C’est un poète singulier que voilà. Il est mort en 2013 et ce livre tombe à point nommé, si ce n’est pour le réhabiliter, tout au moins pour le faire échapper à l’oubli qui l’aurait certainement englouti. Visuellement, les poèmes sont verticaux, les vers brefs, voisinant parfois le monosyllabe et le format sonnet n’est pas rare dans cette maigreur que l’auteur affectionne dès les années 90. Tant et si bien que, dans le format à l’italienne de l’ouvrage, ses textes sont proposés sur deux colonnes. La deuxième singularité tient dans ses thèmes avec des entités qu’il n’hésite pas à honorer d’une majuscule comme Mort, Amour, Désir, Mystère, Temps, Monde… et tout un ensemble d’autres vocables de la même teneur.
l’âme humaine
est aussi
la viande
de Dieu
À partir de ces éléments fortement marqués qui constituent en quelque sorte les piliers de son paysage mental, sa pensée va relier les uns aux autres d’une façon inattendue où l’on frôle d’un côté l’imprécation et de l’autre l’humour, ce qui donne un aperçu de l’empan de sa poésie.

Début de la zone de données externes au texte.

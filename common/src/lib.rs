//! SimpleBank Common Types
//!
//! Shared identifiers, currencies and the error taxonomy used by the ledger
//! store, the transfer engine and their callers.

pub mod identifiers;
pub mod monetary;
pub mod error;
pub mod time;

pub use identifiers::*;
pub use monetary::*;
pub use error::*;
pub use time::*;
//! Datastores the simulator can drive.

use anyhow::bail;

use simplebank_ledger::memory::Fault;
use simplebank_ledger::{Database, LedgerStore, MemoryDatabase, PgDatabase};

/// A datastore usable both by the engine and for direct store access.
pub trait Backend: Database + LedgerStore + Clone + 'static {
    fn name(&self) -> &'static str;

    fn inject_fault(&self, fault: Fault) -> anyhow::Result<()>;

    fn clear_faults(&self) -> anyhow::Result<()>;
}

impl Backend for MemoryDatabase {
    fn name(&self) -> &'static str {
        "memory"
    }

    fn inject_fault(&self, fault: Fault) -> anyhow::Result<()> {
        MemoryDatabase::inject_fault(self, fault);
        Ok(())
    }

    fn clear_faults(&self) -> anyhow::Result<()> {
        MemoryDatabase::clear_faults(self);
        Ok(())
    }
}

impl Backend for PgDatabase {
    fn name(&self) -> &'static str {
        "postgres"
    }

    fn inject_fault(&self, fault: Fault) -> anyhow::Result<()> {
        bail!("fault {fault:?} needs the memory backend")
    }

    fn clear_faults(&self) -> anyhow::Result<()> {
        Ok(())
    }
}
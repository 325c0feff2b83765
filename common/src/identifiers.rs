//! Identifier types for SimpleBank ledger entities.

use serde::{Deserialize, Serialize};
use std::fmt;
use uuid::Uuid;

macro_rules! row_id {
    ($(#[$meta:meta])* $name:ident) => {
        $(#[$meta])*
        #[derive(
            Debug, Clone, Copy, PartialEq, Eq, PartialOrd, Ord, Hash, Serialize, Deserialize,
        )]
        #[serde(transparent)]
        pub struct $name(i64);

        impl $name {
            /// Wrap a raw database identifier.
            pub const fn new(id: i64) -> Self {
                Self(id)
            }

            /// Get the raw database identifier.
            pub const fn as_i64(&self) -> i64 {
                self.0
            }

            /// Database sequences start at 1, so only positive ids can exist.
            pub const fn is_valid(&self) -> bool {
                self.0 > 0
            }
        }

        impl fmt::Display for $name {
            fn fmt(&self, f: &mut fmt::Formatter<'_>) -> fmt::Result {
                write!(f, "{}", self.0)
            }
        }

        impl From<i64> for $name {
            fn from(id: i64) -> Self {
                Self(id)
            }
        }

        impl From<$name> for i64 {
            fn from(id: $name) -> Self {
                id.0
            }
        }
    };
}

row_id!(
    /// Primary key of an account row.
    AccountId
);

row_id!(
    /// Primary key of an entry row.
    EntryId
);

row_id!(
    /// Primary key of a transfer row.
    TransferId
);

/// Caller-supplied identifier that ties log lines to one logical operation.
///
/// Generated identifiers use UUID v7 so they sort by creation time, but any
/// label (for example `"tx 3"` in a test) is accepted.
#[derive(Debug, Clone, PartialEq, Eq, Hash, Serialize, Deserialize)]
pub struct CorrelationId(String);

impl CorrelationId {
    /// Create a correlation ID from an existing label.
    pub fn new(id: impl Into<String>) -> Self {
        Self(id.into())
    }

    /// Generate a fresh, time-ordered correlation ID.
    pub fn generate() -> Self {
        Self(Uuid::now_v7().to_string())
    }

    /// Get the ID as a string slice.
    pub fn as_str(&self) -> &str {
        &self.0
    }
}

impl Default for CorrelationId {
    fn default() -> Self {
        Self::generate()
    }
}

impl fmt::Display for CorrelationId {
    fn fmt(&self, f: &mut fmt::Formatter<'_>) -> fmt::Result {
        write!(f, "{}", self.0)
    }
}

impl From<&str> for CorrelationId {
    fn from(s: &str) -> Self {
        Self::new(s)
    }
}

impl From<String> for CorrelationId {
    fn from(s: String) -> Self {
        Self(s)
    }
}
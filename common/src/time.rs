//! Timing defaults for SimpleBank ledger operations.

use std::time::Duration;

/// Default timeouts.
pub mod constants {
    use super::Duration;

    /// How long a transfer may run before it is rolled back (5 seconds).
    pub fn default_transfer_timeout() -> Duration {
        Duration::from_secs(5)
    }

    /// How long to wait for a pooled connection (5 seconds).
    pub fn default_acquire_timeout() -> Duration {
        Duration::from_secs(5)
    }
}

/// Parse a millisecond count where `0` means "no limit".
pub fn optional_millis(millis: u64) -> Option<Duration> {
    (millis > 0).then(|| Duration::from_millis(millis))
}

#[cfg(test)]
mod tests {
    use super::*;

    #[test]
    fn test_optional_millis() {
        assert_eq!(optional_millis(0), None);
        assert_eq!(optional_millis(250), Some(Duration::from_millis(250)));
    }

    #[test]
    fn test_defaults_are_positive() {
        assert!(constants::default_transfer_timeout() > Duration::ZERO);
        assert!(constants::default_acquire_timeout() > Duration::ZERO);
    }
}
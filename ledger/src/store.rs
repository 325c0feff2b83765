//! Ledger store primitives and the transaction seams behind them.
//!
//! A [`LedgerStore`] exposes one datastore round trip per method. The same
//! trait is implemented by pool-backed stores (each call auto-commits) and by
//! transaction handles ([`LedgerTx`]), so a unit of work is written once and
//! runs in either mode.

use std::fmt;
use std::str::FromStr;
use std::time::Duration;

use async_trait::async_trait;

use simplebank_common::{AccountId, EntryId, LedgerError, Result, TransferId};

use crate::account::{Account, NewAccount};
use crate::entry::Entry;
use crate::transfer::Transfer;

/// Store operations, used for logging, error context and fault injection.
#[derive(Debug, Clone, Copy, PartialEq, Eq, Hash)]
pub enum StoreOp {
    Begin,
    Commit,
    Rollback,
    CreateAccount,
    GetAccount,
    ListAccounts,
    DeleteAccount,
    CreateTransfer,
    GetTransfer,
    ListTransfers,
    CreateEntry,
    GetEntry,
    ListEntries,
    AddAccountBalance,
}

impl StoreOp {
    pub const ALL: [StoreOp; 14] = [
        StoreOp::Begin,
        StoreOp::Commit,
        StoreOp::Rollback,
        StoreOp::CreateAccount,
        StoreOp::GetAccount,
        StoreOp::ListAccounts,
        StoreOp::DeleteAccount,
        StoreOp::CreateTransfer,
        StoreOp::GetTransfer,
        StoreOp::ListTransfers,
        StoreOp::CreateEntry,
        StoreOp::GetEntry,
        StoreOp::ListEntries,
        StoreOp::AddAccountBalance,
    ];

    pub fn as_str(&self) -> &'static str {
        match self {
            StoreOp::Begin => "begin",
            StoreOp::Commit => "commit",
            StoreOp::Rollback => "rollback",
            StoreOp::CreateAccount => "create_account",
            StoreOp::GetAccount => "get_account",
            StoreOp::ListAccounts => "list_accounts",
            StoreOp::DeleteAccount => "delete_account",
            StoreOp::CreateTransfer => "create_transfer",
            StoreOp::GetTransfer => "get_transfer",
            StoreOp::ListTransfers => "list_transfers",
            StoreOp::CreateEntry => "create_entry",
            StoreOp::GetEntry => "get_entry",
            StoreOp::ListEntries => "list_entries",
            StoreOp::AddAccountBalance => "add_account_balance",
        }
    }
}

impl fmt::Display for StoreOp {
    fn fmt(&self, f: &mut fmt::Formatter<'_>) -> fmt::Result {
        f.write_str(self.as_str())
    }
}

impl FromStr for StoreOp {
    type Err = LedgerError;

    fn from_str(s: &str) -> Result<Self> {
        StoreOp::ALL
            .into_iter()
            .find(|op| op.as_str() == s.trim())
            .ok_or_else(|| LedgerError::invalid("operation", format!("unknown store operation: {s}")))
    }
}

/// Limit/offset window for list queries.
#[derive(Debug, Clone, Copy, PartialEq, Eq)]
pub struct Page {
    pub limit: i64,
    pub offset: i64,
}

impl Page {
    /// Build a page from a 1-based page number and a page size.
    pub fn new(page_id: i64, page_size: i64) -> Result<Self> {
        if page_id < 1 {
            return Err(LedgerError::invalid("page_id", "page_id must be at least 1"));
        }
        if page_size < 1 {
            return Err(LedgerError::invalid(
                "page_size",
                "page_size must be at least 1",
            ));
        }
        Ok(Self {
            limit: page_size,
            offset: (page_id - 1) * page_size,
        })
    }

    /// A page large enough for tests and reconciliation jobs.
    pub fn all() -> Self {
        Self {
            limit: i64::MAX,
            offset: 0,
        }
    }
}

/// Data-access primitives over accounts, entries and transfers.
#[async_trait]
pub trait LedgerStore: Send {
    /// Insert an account row.
    async fn create_account(&mut self, params: NewAccount) -> Result<Account>;

    /// Point lookup; `NotFound` when absent.
    async fn get_account(&mut self, id: AccountId) -> Result<Account>;

    /// Accounts ordered by id.
    async fn list_accounts(&mut self, page: Page) -> Result<Vec<Account>>;

    /// Delete an account that nothing references.
    async fn delete_account(&mut self, id: AccountId) -> Result<()>;

    /// Insert a transfer row. An unknown account is `NotFound`.
    async fn create_transfer(
        &mut self,
        from: AccountId,
        to: AccountId,
        amount: i64,
    ) -> Result<Transfer>;

    /// Point lookup; `NotFound` when absent.
    async fn get_transfer(&mut self, id: TransferId) -> Result<Transfer>;

    /// Transfers where `account` is either side, ordered by id.
    async fn list_transfers(&mut self, account: AccountId, page: Page) -> Result<Vec<Transfer>>;

    /// Insert an entry row. An unknown account is `NotFound`.
    async fn create_entry(&mut self, account: AccountId, amount: i64) -> Result<Entry>;

    /// Point lookup; `NotFound` when absent.
    async fn get_entry(&mut self, id: EntryId) -> Result<Entry>;

    /// Entries posted against `account`, ordered by id.
    async fn list_entries(&mut self, account: AccountId, page: Page) -> Result<Vec<Entry>>;

    /// Add `delta` to the stored balance and return the updated row.
    ///
    /// This is a single statement. Inside a transaction it takes the row lock,
    /// which is held until commit or rollback.
    async fn add_account_balance(&mut self, id: AccountId, delta: i64) -> Result<Account>;
}

/// An open datastore transaction.
#[async_trait]
pub trait LedgerTx: LedgerStore + Sized {
    /// Make every statement issued through this handle durable.
    async fn commit(self) -> Result<()>;

    /// Discard every statement issued through this handle.
    async fn rollback(self) -> Result<()>;

    /// Stop any later statement from waiting longer than `remaining`.
    ///
    /// Backends whose waits end when the caller stops polling can ignore this.
    async fn limit_waits(&mut self, remaining: Duration) -> Result<()> {
        let _ = remaining;
        Ok(())
    }
}

/// A datastore that can open transactions.
#[async_trait]
pub trait Database: Send + Sync {
    type Tx: LedgerTx;

    /// Open a new transaction.
    async fn begin(&self) -> Result<Self::Tx>;
}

il était une fois un miroir
qui regardait dans le vide
au cas où quelqu’un
y ferait naufrage…
Parmi les thèmes récurrents, celui de la guerre est particulièrement présent, mais il aime par salves interroger un sujet de multiples manières afin de tenter de l’épuiser.
Dieu est
comme
un éléphant
dansant
avec
des puces
Maintes fois, ses phrases, émaciées, tourneraient à l’aphorisme, ce qui serait une singularité supplémentaire de cette poésie qu’on pourrait qualifier d’abstraite, puisque les choses se rattacheraient davantage à des principes
au soleil du temps
on peut espérer que
les chaussettes rouges sèchent
les larmes d’un empire
On n’est pas loin ici du mouvement surréaliste duquel il se réclamait au début. Mais ce serait limiter sa poésie que faire de l’auteur un lointain épigone. Élie Delamare-Deboutteville possède sa propre écriture tout à fait surprenante et novatrice.
Le temps
est un aquarium
à barreaux
où les étoiles
saignent
Hubert Haddad évoque dans sa préface « sa fastueuse mansuétude d’ermite, de funambule ou de saint ». Il donne aussi en postface une brillante étude à propos du peintre qui illustre le volume : Serge Kantorowicz : la peinture ou le comble du poème.
Jacques Morin
Élie Delamare-Deboutteville, Le rêve n’est pas ce qui manque, peintures de Serge Kantorowicz, Préface de Hubert Haddad, Postfaces de Jean-Paul Bourre, Georges-Olivier Châteaureynaud et Hubert Haddad. Le Réalgar, 2016, 140 p., 19€.